J pleased with himself for scoring some awesome food.  This was the trip where we were called out on being regulars.  If it is wrong, though, I don't want to be right.  (This is technically in Hollywood, not Miami.)

Whew!  What a post.  I've been working on this for the better part of the evening.  It's probably really bad blogging etiquette to post something so long.  I've been meaning to break it up into a couple of little posts, but I figured I'd throw caution to the wind.  (Please note, that these events were during the course of four months.  I like my food, but I'm not that big of a piggie!)

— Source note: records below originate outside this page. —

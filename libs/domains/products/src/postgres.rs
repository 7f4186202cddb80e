use async_trait::async_trait;
use sea_orm::ActiveValue::{Set, Unchanged};
use sea_orm::{
    ActiveModelTrait, ColumnTrait, ConnectionTrait, DatabaseConnection, DbErr, EntityTrait,
    QueryFilter, QueryOrder,
};

use crate::{
    entity,
    error::{ProductError, ProductResult},
    models::{CreateProduct, Product, UpdateProduct},
    repository::ProductRepository,
};

#[derive(Clone)]
pub struct PgProductRepository {
    db: DatabaseConnection,
}

impl PgProductRepository {
    pub fn new(db: DatabaseConnection) -> Self {
        Self { db }
    }

    /// Products referencing any of `category_ids`, in id order
    pub async fn list_by_categories(&self, category_ids: &[i32]) -> ProductResult<Vec<Product>> {
        if category_ids.is_empty() {
            return Ok(Vec::new());
        }

        let models = entity::Entity::find()
            .filter(entity::Column::CategoryId.is_in(category_ids.iter().copied()))
            .order_by_asc(entity::Column::Id)
            .all(&self.db)
            .await?;

        Ok(models.into_iter().map(Product::from).collect())
    }
}

/// Point every existing product in `ids` at `category_id` in one statement.
///
/// Takes any connection so callers can run it inside their own transaction.
pub async fn assign_category<C: ConnectionTrait>(
    conn: &C,
    ids: &[i32],
    category_id: i32,
) -> Result<u64, DbErr> {
    if ids.is_empty() {
        return Ok(0);
    }

    let result = entity::Entity::update_many()
        .set(entity::ActiveModel {
            category_id: Set(Some(category_id)),
            ..Default::default()
        })
        .filter(entity::Column::Id.is_in(ids.iter().copied()))
        .exec(conn)
        .await?;

    Ok(result.rows_affected)
}

#[async_trait]
impl ProductRepository for PgProductRepository {
    async fn create(&self, input: CreateProduct) -> ProductResult<Product> {
        let active_model: entity::ActiveModel = input.into();
        let model = active_model.insert(&self.db).await?;

        tracing::debug!(product_id = model.id, "Inserted product");
        Ok(model.into())
    }

    async fn get_by_id(&self, id: i32) -> ProductResult<Option<Product>> {
        let model = entity::Entity::find_by_id(id).one(&self.db).await?;
        Ok(model.map(Product::from))
    }

    async fn get_by_ids(&self, ids: &[i32]) -> ProductResult<Vec<Product>> {
        if ids.is_empty() {
            return Ok(Vec::new());
        }

        let models = entity::Entity::find()
            .filter(entity::Column::Id.is_in(ids.iter().copied()))
            .order_by_asc(entity::Column::Id)
            .all(&self.db)
            .await?;

        Ok(models.into_iter().map(Product::from).collect())
    }

    async fn list(&self) -> ProductResult<Vec<Product>> {
        let models = entity::Entity::find()
            .order_by_asc(entity::Column::Id)
            .all(&self.db)
            .await?;

        Ok(models.into_iter().map(Product::from).collect())
    }

    async fn update(&self, id: i32, input: UpdateProduct) -> ProductResult<Product> {
        let active_model = entity::ActiveModel {
            id: Unchanged(id),
            category_id: Set(input.category_id),
            ..Default::default()
        };

        match active_model.update(&self.db).await {
            Ok(model) => Ok(model.into()),
            Err(DbErr::RecordNotUpdated) => Err(ProductError::NotFound(id)),
            Err(e) => Err(e.into()),
        }
    }
}

#[cfg(test)]
mod tests {
    use super::*;
    use sea_orm::{DatabaseBackend, MockDatabase};

    fn model(id: i32, category_id: Option<i32>) -> entity::Model {
        entity::Model {
            id,
            name: format!("product-{id}"),
            description: "mock".into(),
            price: 5.0,
            stock_count: 1,
            image: "mock.png".into(),
            category_id,
        }
    }

    #[tokio::test]
    async fn test_get_by_id_maps_model() {
        let db = MockDatabase::new(DatabaseBackend::Postgres)
            .append_query_results([vec![model(3, Some(1))]])
            .into_connection();
        let repo = PgProductRepository::new(db);

        let product = repo.get_by_id(3).await.unwrap().unwrap();
        assert_eq!(product.id, 3);
        assert_eq!(product.category_id, Some(1));
    }

    #[tokio::test]
    async fn test_get_by_ids_with_no_ids_skips_query() {
        // No results are queued: a query would fail the test
        let db = MockDatabase::new(DatabaseBackend::Postgres).into_connection();
        let repo = PgProductRepository::new(db);

        assert!(repo.get_by_ids(&[]).await.unwrap().is_empty());
    }

    #[tokio::test]
    async fn test_assign_category_with_no_ids_skips_statement() {
        let db = MockDatabase::new(DatabaseBackend::Postgres).into_connection();
        assert_eq!(assign_category(&db, &[], 1).await.unwrap(), 0);
    }

    #[tokio::test]
    async fn test_database_error_is_mapped() {
        let db = MockDatabase::new(DatabaseBackend::Postgres)
            .append_query_errors([DbErr::Custom("boom".into())])
            .into_connection();
        let repo = PgProductRepository::new(db);

        let err = repo.list().await.unwrap_err();
        assert!(matches!(err, ProductError::Database(ref msg) if msg.contains("boom")));
    }
}
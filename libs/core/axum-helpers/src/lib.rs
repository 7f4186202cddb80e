//! # Axum Helpers
//!
//! Shared HTTP plumbing for the catalog services.
//!
//! - **[`errors`]**: [`AppError`], the single place failures become HTTP responses
//! - **[`extractors`]**: lenient request extractors ([`OptionalJson`], [`IdQuery`])
//! - **[`http`]**: CORS and security header middleware
//! - **[`server`]**: router assembly, health endpoints, graceful shutdown
//!
//! ```ignore
//! use axum_helpers::server::{create_production_app, create_router, health_router};
//!
//! let router = create_router::<ApiDoc>(api_routes)?.merge(health_router(app_info!()));
//! create_production_app(router, &config.server, Duration::from_secs(30), cleanup).await?;
//! ```

pub mod errors;
pub mod extractors;
pub mod http;
pub mod server;

pub use errors::{AppError, ErrorCode, ErrorResponse};
pub use extractors::{IdQuery, OptionalJson};
pub use http::{cors_layer_from_env, security_headers};
pub use server::{
    HealthCheckFuture, ShutdownCoordinator, create_production_app, create_router, health_router,
    run_health_checks, shutdown_signal,
};
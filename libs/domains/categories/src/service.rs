//! Category Service - Business logic layer

use domain_products::{Product, ProductRepository, UpdateProduct};
use futures::future::try_join_all;
use std::sync::Arc;
use tracing::{info, instrument, warn};
use validator::Validate;

use crate::error::{
    CategoryError, CategoryResult, INVALID_CATEGORY_DATA,
    INVALID_PRODUCT_MAPPING, MISSING_CATEGORY_ID,
};
use crate::models::{AddProductsResult, AddProductsToCategory, Category, CreateCategory};
use crate::repository::CategoryRepository;

pub const PRODUCTS_ADDED: &str = "Products added to category successfully";

/// Category operations, including attaching products in bulk.
///
/// The bulk path writes every product concurrently and fails as a whole on
/// the first error. Writes that already landed stay; writes still running
/// are left to finish.
pub struct CategoryService<C: CategoryRepository, P: ProductRepository> {
    categories: Arc<C>,
    products: Arc<P>,
}

impl<C, P> CategoryService<C, P>
where
    C: CategoryRepository,
    P: ProductRepository + 'static,
{
    pub fn new(categories: C, products: P) -> Self {
        Self {
            categories: Arc::new(categories),
            products: Arc::new(products),
        }
    }

    #[instrument(skip(self, input))]
    pub async fn create_category(&self, input: Option<CreateCategory>) -> CategoryResult<Category> {
        info!("create_category invoked");

        let Some(input) = input else {
            warn!("Missing category data");
            return Err(CategoryError::Validation(INVALID_CATEGORY_DATA.to_string()));
        };

        if let Err(e) = input.validate() {
            warn!(errors = %e, "Invalid category data");
            return Err(CategoryError::Validation(INVALID_CATEGORY_DATA.to_string()));
        }

        let category = self.categories.create(input).await?;

        info!(
            category_id = category.id,
            products = category.products.len(),
            "Category created"
        );
        Ok(category)
    }

    #[instrument(skip(self))]
    pub async fn get_category(&self, id: Option<i32>) -> CategoryResult<Category> {
        info!("get_category invoked");

        let Some(id) = id else {
            warn!("Missing category id");
            return Err(CategoryError::Validation(MISSING_CATEGORY_ID.to_string()));
        };

        let category = self.categories.get_by_id(id).await?.ok_or_else(|| {
            warn!(category_id = id, "Category not found");
            CategoryError::NotFound(id)
        })?;

        info!(category_id = id, "Category retrieved");
        Ok(category)
    }

    #[instrument(skip(self))]
    pub async fn get_categories(&self) -> CategoryResult<Vec<Category>> {
        info!("get_categories invoked");

        let categories = self.categories.list().await?;

        info!(count = categories.len(), "Categories retrieved");
        Ok(categories)
    }

    /// Point every existing product in the request at the category.
    ///
    /// Unknown product ids are dropped. Each update runs in its own task.
    #[instrument(skip(self, input))]
    pub async fn add_products_to_category(
        &self,
        input: Option<AddProductsToCategory>,
    ) -> CategoryResult<AddProductsResult> {
        info!("add_products_to_category invoked");

        let (category_id, product_ids) = match input {
            Some(AddProductsToCategory {
                category: Some(category),
                products: Some(products),
            }) if !products.is_empty() => (category, products),
            _ => {
                warn!("Missing category id or product ids");
                return Err(CategoryError::Validation(INVALID_PRODUCT_MAPPING.to_string()));
            }
        };

        if self.categories.get_by_id(category_id).await?.is_none() {
            warn!(category_id, "Category not found");
            return Err(CategoryError::NotFound(category_id));
        }

        let matched = self.products.get_by_ids(&product_ids).await?;
        info!(
            category_id,
            requested = product_ids.len(),
            matched = matched.len(),
            "Updating products"
        );

        let updated_products = self.assign_all(matched, category_id).await?;

        info!(
            category_id,
            updated = updated_products.len(),
            "Products added to category"
        );
        Ok(AddProductsResult {
            message: PRODUCTS_ADDED.to_string(),
            updated_products,
        })
    }

    async fn assign_all(
        &self,
        products: Vec<Product>,
        category_id: i32,
    ) -> CategoryResult<Vec<Product>> {
        // Dropping a JoinHandle detaches the task, so an early failure
        // leaves the remaining updates running.
        let handles: Vec<_> = products
            .into_iter()
            .map(|product| {
                let repository = Arc::clone(&self.products);
                tokio::spawn(async move {
                    repository
                        .update(
                            product.id,
                            UpdateProduct {
                                category_id: Some(category_id),
                            },
                        )
                        .await
                })
            })
            .collect();

        let updates = handles.into_iter().map(|handle| async move {
            match handle.await {
                Ok(result) => result.map_err(CategoryError::from),
                Err(e) => Err(CategoryError::Internal(format!("update task failed: {e}"))),
            }
        });

        try_join_all(updates).await
    }
}
use serde::{Deserialize, Serialize};
use utoipa::ToSchema;
use validator::Validate;

/// Product as stored and returned by the API
#[derive(Debug, Clone, PartialEq, Serialize, Deserialize, ToSchema)]
#[serde(rename_all = "camelCase")]
pub struct Product {
    pub id: i32,
    pub name: String,
    pub description: String,
    pub price: f64,
    pub stock_count: i32,
    /// Image URL or storage key
    pub image: String,
    /// Owning category, if any
    pub category_id: Option<i32>,
}

/// Payload for creating a product.
///
/// Missing fields take their empty value, so `{}` is accepted by the
/// extractor and rejected by validation.
#[derive(Debug, Clone, Default, PartialEq, Serialize, Deserialize, Validate, ToSchema)]
#[serde(rename_all = "camelCase", default)]
pub struct CreateProduct {
    #[validate(length(min = 1, max = 255))]
    pub name: String,
    pub description: String,
    #[validate(range(min = 0.0))]
    pub price: f64,
    #[validate(range(min = 0))]
    pub stock_count: i32,
    pub image: String,
    /// Category id to attach the product to
    pub category: Option<i32>,
}

/// Partial update; only the category reference can change.
#[derive(Debug, Clone, Copy, Default, PartialEq, Eq, Serialize, Deserialize, ToSchema)]
#[serde(rename_all = "camelCase")]
pub struct UpdateProduct {
    pub category_id: Option<i32>,
}

#[derive(Debug, Clone, PartialEq, Serialize, Deserialize, ToSchema)]
pub struct CreateProductResponse {
    pub data: Product,
}

#[derive(Debug, Clone, PartialEq, Serialize, Deserialize, ToSchema)]
pub struct GetProductResponse {
    pub product: Product,
}

#[derive(Debug, Clone, PartialEq, Serialize, Deserialize, ToSchema)]
pub struct ListProductsResponse {
    pub products: Vec<Product>,
}

#[cfg(test)]
mod tests {
    use super::*;
    use serde_json::json;

    #[test]
    fn test_product_serializes_camel_case() {
        let product = Product {
            id: 1,
            name: "Runner".into(),
            description: "Trail shoe".into(),
            price: 89.5,
            stock_count: 12,
            image: "runner.png".into(),
            category_id: None,
        };

        let value = serde_json::to_value(&product).unwrap();
        assert_eq!(value["stockCount"], 12);
        assert_eq!(value["categoryId"], serde_json::Value::Null);
    }

    #[test]
    fn test_create_product_defaults_missing_fields() {
        let input: CreateProduct = serde_json::from_value(json!({ "name": "Cap" })).unwrap();
        assert_eq!(input.name, "Cap");
        assert_eq!(input.stock_count, 0);
        assert_eq!(input.category, None);
        assert!(input.validate().is_ok());
    }

    #[test]
    fn test_create_product_validation() {
        assert!(CreateProduct::default().validate().is_err());

        let negative_price = CreateProduct {
            name: "Cap".into(),
            price: -1.0,
            ..Default::default()
        };
        assert!(negative_price.validate().is_err());

        let negative_stock = CreateProduct {
            name: "Cap".into(),
            stock_count: -3,
            ..Default::default()
        };
        assert!(negative_stock.validate().is_err());
    }
}
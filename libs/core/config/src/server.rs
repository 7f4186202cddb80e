use crate::{env_or_default, env_parse_or_default, ConfigError, FromEnv};
use std::net::Ipv4Addr;

const DEFAULT_PORT: u16 = 8080;

/// HTTP listener settings (`HOST`, `PORT`)
#[derive(Clone, Debug, PartialEq, Eq)]
pub struct ServerConfig {
    pub host: String,
    pub port: u16,
}

impl ServerConfig {
    pub fn new(host: impl Into<String>, port: u16) -> Self {
        Self {
            host: host.into(),
            port,
        }
    }

    /// `host:port`, ready for `TcpListener::bind`
    pub fn address(&self) -> String {
        format!("{}:{}", self.host, self.port)
    }
}

impl FromEnv for ServerConfig {
    fn from_env() -> Result<Self, ConfigError> {
        let host = env_or_default("HOST", &Ipv4Addr::UNSPECIFIED.to_string());
        let port = env_parse_or_default("PORT", &DEFAULT_PORT.to_string())?;

        Ok(Self { host, port })
    }
}

impl Default for ServerConfig {
    fn default() -> Self {
        Self::new(Ipv4Addr::UNSPECIFIED.to_string(), DEFAULT_PORT)
    }
}
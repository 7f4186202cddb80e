use async_trait::async_trait;
use domain_products::InMemoryProductRepository;
use std::collections::BTreeMap;
use std::sync::Arc;
use std::sync::atomic::{AtomicI32, Ordering};
use tokio::sync::RwLock;

use crate::error::CategoryResult;
use crate::models::{Category, CreateCategory};

/// Persistence gateway for categories.
///
/// Returned categories always carry the products referencing them.
#[cfg_attr(test, mockall::automock)]
#[async_trait]
pub trait CategoryRepository: Send + Sync {
    /// Insert a category and attach the listed existing products to it
    async fn create(&self, input: CreateCategory) -> CategoryResult<Category>;

    async fn get_by_id(&self, id: i32) -> CategoryResult<Option<Category>>;

    async fn list(&self) -> CategoryResult<Vec<Category>>;
}

#[derive(Debug, Clone)]
struct CategoryRecord {
    id: i32,
    name: String,
    description: String,
}

/// In-memory implementation of CategoryRepository (for development/testing)
///
/// Product membership is read from and written to the shared product store.
#[derive(Debug, Clone)]
pub struct InMemoryCategoryRepository {
    categories: Arc<RwLock<BTreeMap<i32, CategoryRecord>>>,
    next_id: Arc<AtomicI32>,
    products: InMemoryProductRepository,
}

impl InMemoryCategoryRepository {
    pub fn new(products: InMemoryProductRepository) -> Self {
        Self {
            categories: Arc::new(RwLock::new(BTreeMap::new())),
            next_id: Arc::new(AtomicI32::new(1)),
            products,
        }
    }

    async fn hydrate(&self, record: CategoryRecord) -> Category {
        let products = self.products.list_by_categories(&[record.id]).await;
        Category {
            id: record.id,
            name: record.name,
            description: record.description,
            products,
        }
    }
}

#[async_trait]
impl CategoryRepository for InMemoryCategoryRepository {
    async fn create(&self, input: CreateCategory) -> CategoryResult<Category> {
        let record = CategoryRecord {
            id: self.next_id.fetch_add(1, Ordering::SeqCst),
            name: input.name,
            description: input.description,
        };

        self.categories
            .write()
            .await
            .insert(record.id, record.clone());
        self.products.assign_category(&input.products, record.id).await;

        Ok(self.hydrate(record).await)
    }

    async fn get_by_id(&self, id: i32) -> CategoryResult<Option<Category>> {
        let record = self.categories.read().await.get(&id).cloned();
        match record {
            Some(record) => Ok(Some(self.hydrate(record).await)),
            None => Ok(None),
        }
    }

    async fn list(&self) -> CategoryResult<Vec<Category>> {
        let records: Vec<CategoryRecord> =
            self.categories.read().await.values().cloned().collect();

        let mut categories = Vec::with_capacity(records.len());
        for record in records {
            categories.push(self.hydrate(record).await);
        }
        Ok(categories)
    }
}
use sea_orm::ActiveValue::{NotSet, Set};
use sea_orm::entity::prelude::*;

use crate::models::{Category, CreateCategory};
use domain_products::Product;

/// Sea-ORM entity for the `categories` table
#[derive(Clone, Debug, PartialEq, DeriveEntityModel)]
#[sea_orm(table_name = "categories")]
pub struct Model {
    #[sea_orm(primary_key)]
    pub id: i32,
    pub name: String,
    #[sea_orm(column_type = "Text")]
    pub description: String,
}

#[derive(Copy, Clone, Debug, EnumIter, DeriveRelation)]
pub enum Relation {}

impl ActiveModelBehavior for ActiveModel {}

impl Model {
    pub const TAG: &'static str = "categories";

    pub fn with_products(self, products: Vec<Product>) -> Category {
        Category {
            id: self.id,
            name: self.name,
            description: self.description,
            products,
        }
    }
}

impl From<&CreateCategory> for ActiveModel {
    fn from(input: &CreateCategory) -> Self {
        ActiveModel {
            id: NotSet,
            name: Set(input.name.clone()),
            description: Set(input.description.clone()),
        }
    }
}
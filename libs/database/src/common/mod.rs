//! Backend-independent helpers

pub mod error;
pub mod retry;

pub use error::{DatabaseError, DatabaseResult};
pub use retry::{RetryConfig, retry_with_backoff};
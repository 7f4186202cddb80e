use axum::response::{IntoResponse, Response};
use axum_helpers::AppError;
use domain_products::ProductError;
use sea_orm::DbErr;
use thiserror::Error;

pub const INVALID_CATEGORY_DATA: &str =
    "Unable to create category. Please provide valid category data";
pub const MISSING_CATEGORY_ID: &str =
    "Unable to retrieve category. Please provide a valid category id";
pub const CATEGORY_NOT_FOUND: &str = "Category not found. Please provide a valid category id";
pub const INVALID_PRODUCT_MAPPING: &str =
    "Unable to map products. Please provide a valid category id or product ids";

#[derive(Debug, Error)]
pub enum CategoryError {
    #[error("Category not found: {0}")]
    NotFound(i32),

    #[error("Invalid input: {0}")]
    Validation(String),

    #[error("Database error: {0}")]
    Database(String),

    #[error("Internal error: {0}")]
    Internal(String),
}

pub type CategoryResult<T> = Result<T, CategoryError>;

impl From<CategoryError> for AppError {
    fn from(err: CategoryError) -> Self {
        match err {
            CategoryError::NotFound(_) => AppError::NotFound(CATEGORY_NOT_FOUND.to_string()),
            CategoryError::Validation(msg) => AppError::BadRequest(msg),
            CategoryError::Database(msg) => AppError::InternalServerError(msg),
            CategoryError::Internal(msg) => AppError::InternalServerError(msg),
        }
    }
}

impl IntoResponse for CategoryError {
    fn into_response(self) -> Response {
        let app_error: AppError = self.into();
        app_error.into_response()
    }
}

impl From<DbErr> for CategoryError {
    fn from(err: DbErr) -> Self {
        CategoryError::Database(err.to_string())
    }
}

/// Failures from the product repository are never user errors here:
/// storage failures stay `Database`, anything else becomes `Internal`.
impl From<ProductError> for CategoryError {
    fn from(err: ProductError) -> Self {
        match err {
            ProductError::Database(msg) => CategoryError::Database(msg),
            other => CategoryError::Internal(other.to_string()),
        }
    }
}

#[cfg(test)]
mod tests {
    use super::*;
    use axum::http::StatusCode;

    #[test]
    fn test_category_not_found_message() {
        let app: AppError = CategoryError::NotFound(3).into();
        assert_eq!(app.status(), StatusCode::NOT_FOUND);
        assert!(matches!(app, AppError::NotFound(ref msg) if msg == CATEGORY_NOT_FOUND));
    }

    #[test]
    fn test_product_repository_errors_surface_as_server_errors() {
        let cases = [
            ProductError::NotFound(9),
            ProductError::Validation("bad".into()),
            ProductError::Database("down".into()),
            ProductError::Internal("boom".into()),
        ];
        for err in cases {
            let app = AppError::from(CategoryError::from(err));
            assert_eq!(app.status(), StatusCode::INTERNAL_SERVER_ERROR);
        }

        assert!(matches!(
            CategoryError::from(ProductError::Database("down".into())),
            CategoryError::Database(_)
        ));
        assert!(matches!(
            CategoryError::from(ProductError::NotFound(9)),
            CategoryError::Internal(_)
        ));
    }

    #[test]
    fn test_failure_statuses() {
        let cases = [
            (CategoryError::Validation(INVALID_PRODUCT_MAPPING.into()), StatusCode::BAD_REQUEST),
            (CategoryError::Database("x".into()), StatusCode::INTERNAL_SERVER_ERROR),
            (CategoryError::Internal("x".into()), StatusCode::INTERNAL_SERVER_ERROR),
        ];
        for (err, status) in cases {
            assert_eq!(AppError::from(err).status(), status);
        }
    }
}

Miami doesn't really feel like home, but it is where we find ourselves.  Living here is an eye-opening experience.  There are wonderful things we have discovered and other things that make us disgruntled.  But it is nice to know that even though we are far from Milwaukee, there are still little things that keep us tied to our hometown.  While walking down Lincoln Road on South Beach I came across a PBR sticker on a sign post.

I know PBR has a reputation for being a very "hipster beer."  See my "hipster" Halloween costume below.  (If you don't get what a "hipster" is, that is good, because my costume was "meta-hipster" because "hipsters" don't like anything that is mainstream.  But if you are still curious, you can look it up on Google for a better definition.)

But, seriously, PBR is sentimental for me.  It is one of the few beers that I actually enjoy and it was my grandfather's favorite beer.  His dad worked at Pabst.  Seeing that PBR sticker was a connection to home and it made my heart happy.  And if we know one thing about Becca's heart, it is that you get to it through her stomach. 

Bon Appetit!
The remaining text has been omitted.